Açlık Grevinde Olan Yurdagül Gümüş'ten Mektup Var: " çocuklarımız, arkadaşlarımız hukuksuzca, adaletsizce bu hapishanelerde tutularak, ömürleri çürütülmektedir."

“Burada şu an 30 siyasi kadın tutsağız. Bir kısmını tanıyorsunuz. Sibel Balaç-Nuriye Gülmen burada. Yorum’un emekçileri Betül Varan, İbrahim Gökçek’in sevgili eşi Sultan da burada. Avukatlarımız Barkın Timtik ve Oya Aslan diye yazarken 2. koridorda son tutuklanan Yorum emekçileri Bergün Varan, Sevda Kurban ve Merve Kurt’u nasıl unuturum. Grup Yorumcuların önemli bir kısmı burada gördüğünüz gibi.”

Yurdagül GÜMÜŞ

Marmara Kapalı Hapishanesi C1-2

Silivri/İSTANBUL

 

01.04.2025

Merhaba Sevgili Sibel Abla, Temel Abi,

             (...) Nasılsınız, sağlığınız nasıl? Burada arkadaşlara gelen mektubunuz olmuştu. Ondan sonra sağlığınızın, sizlerin nasıl olduğunuzla ilgili haberimiz yok. 

              Sibel abla, Temel abi, sizlerle Helin Bölek’i ziyaret ettiğinizde tanışmıştık. Ben Helin’in refakatçisi ve sağlıkçısı idim. Adım Yurdagül. Hatırlayamamanızı da normal karşılarım. Helinimizi 3 Nisan’da uğurlayalı 5 yıl oldu. Fakat onların sıcaklığını her ezgimizde, adalet yürüyüşümüzde taşımaya devam ediyoruz. 

              Sibel abla, abi, burada şu an 30 siyasi kadın tutsağız. Bir kısmını tanıyorsunuz. Sibel Balaç-Nuriye Gülmen burada. Yorum’un emekçileri Betül Varan, İbrahim Gökçek’in sevgili eşi Sultan da burada. Avukatlarımız Barkın Timtik ve Oya Aslan diye yazarken 2. koridorda son tutuklanan Yorum emekçileri Bergün Varan, Sevda Kurban ve Merve Kurt’u nasıl unuturum. Grup Yorumcuların önemli bir kısmı burada gördüğünüz gibi. Diğerlerinden de biraz sonra bahsedeceğim. TAYADLI analarımız da burada. Naime ana Emlik, Necla Can, Yıldız ana (Turan), Ayşe Lerzan Caner Conde. Hasta tutsağımız Yasemin Karadağ. Armutlu Cemevi Başkanı Beyhan Gün de aramızda. Gençliğini ülkesinin bağımsızlığına, halkımızın özgürlüğüne adamış genci, yaşları 45-50’ye gelmiş Dev Gençlilerimiz, deprem felaketini yaşamış Selda Özçelik’le birlikte ben eski hemşire olarak onların sağlıkçılığına devam eden biri olarak, 10 ayrı hücredeyiz şu an. Yarın ne olur, sürgünlerle her birimizi bizden öncekiler gibi Anadolumuzun bir hapishanesine sürgün yaşar mıyız, şu an bilemiyoruz. 

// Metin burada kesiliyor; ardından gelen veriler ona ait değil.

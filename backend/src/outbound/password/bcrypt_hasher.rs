//! bcrypt implementation of the [`PasswordHasher`] port.
//!
//! bcrypt is deliberately slow, so both operations run on tokio's blocking
//! pool instead of an async worker.

use async_trait::async_trait;
use zeroize::Zeroizing;

use crate::domain::PasswordHash;
use crate::domain::ports::{PasswordHasher, PasswordHasherError};

/// Work factor used for new hashes.
pub const DEFAULT_BCRYPT_COST: u32 = 10;

/// bcrypt-backed password hasher.
#[derive(Debug, Clone, Copy)]
pub struct BcryptPasswordHasher {
    cost: u32,
}

impl Default for BcryptPasswordHasher {
    fn default() -> Self {
        Self::with_cost(DEFAULT_BCRYPT_COST)
    }
}

impl BcryptPasswordHasher {
    /// Hasher with an explicit work factor, clamped to bcrypt's valid range.
    pub fn with_cost(cost: u32) -> Self {
        Self {
            cost: cost.clamp(4, 31),
        }
    }

    pub fn cost(&self) -> u32 {
        self.cost
    }
}

#[async_trait]
impl PasswordHasher for BcryptPasswordHasher {
    async fn hash(&self, password: &str) -> Result<PasswordHash, PasswordHasherError> {
        let password = Zeroizing::new(password.to_owned());
        let cost = self.cost;
        let encoded = tokio::task::spawn_blocking(move || bcrypt::hash(password.as_str(), cost))
            .await
            .map_err(|err| PasswordHasherError::hash(err.to_string()))?
            .map_err(|err| PasswordHasherError::hash(err.to_string()))?;
        PasswordHash::new(encoded).map_err(|err| PasswordHasherError::hash(err.to_string()))
    }

    async fn verify(
        &self,
        password: &str,
        hash: &PasswordHash,
    ) -> Result<bool, PasswordHasherError> {
        let password = Zeroizing::new(password.to_owned());
        let hash = hash.as_str().to_owned();
        tokio::task::spawn_blocking(move || bcrypt::verify(password.as_str(), &hash))
            .await
            .map_err(|err| PasswordHasherError::verify(err.to_string()))?
            .map_err(|err| PasswordHasherError::verify(err.to_string()))
    }
}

              Biraz önce hücrelerin kapısının altındaki küçük boşluktan birbirimize seslenerek, bayramımızı kutladık. İlk konuşmayı yapan arkadaşımız halkımızın yaşadığı yoksulluğu, yoksunluğu, adaletsizliği, acıları, hukuksuzlukları ve 30 Mart’ın sıcaklığında Mahirleri anlattı. Sonra da halkımız, ülkemiz, gençlerimiz için yüreklerine hiçbir hüznün, umutsuzluğun, geleceksizliğin düşmeyeceği hayallerimizi anlattı. Halkımızın aydınlık yüzleri, sizlerin bayramını kutladı. Türküler söyledik, oyunlar oynadık. Sonra sizinle sohbete tekrar oturdum. 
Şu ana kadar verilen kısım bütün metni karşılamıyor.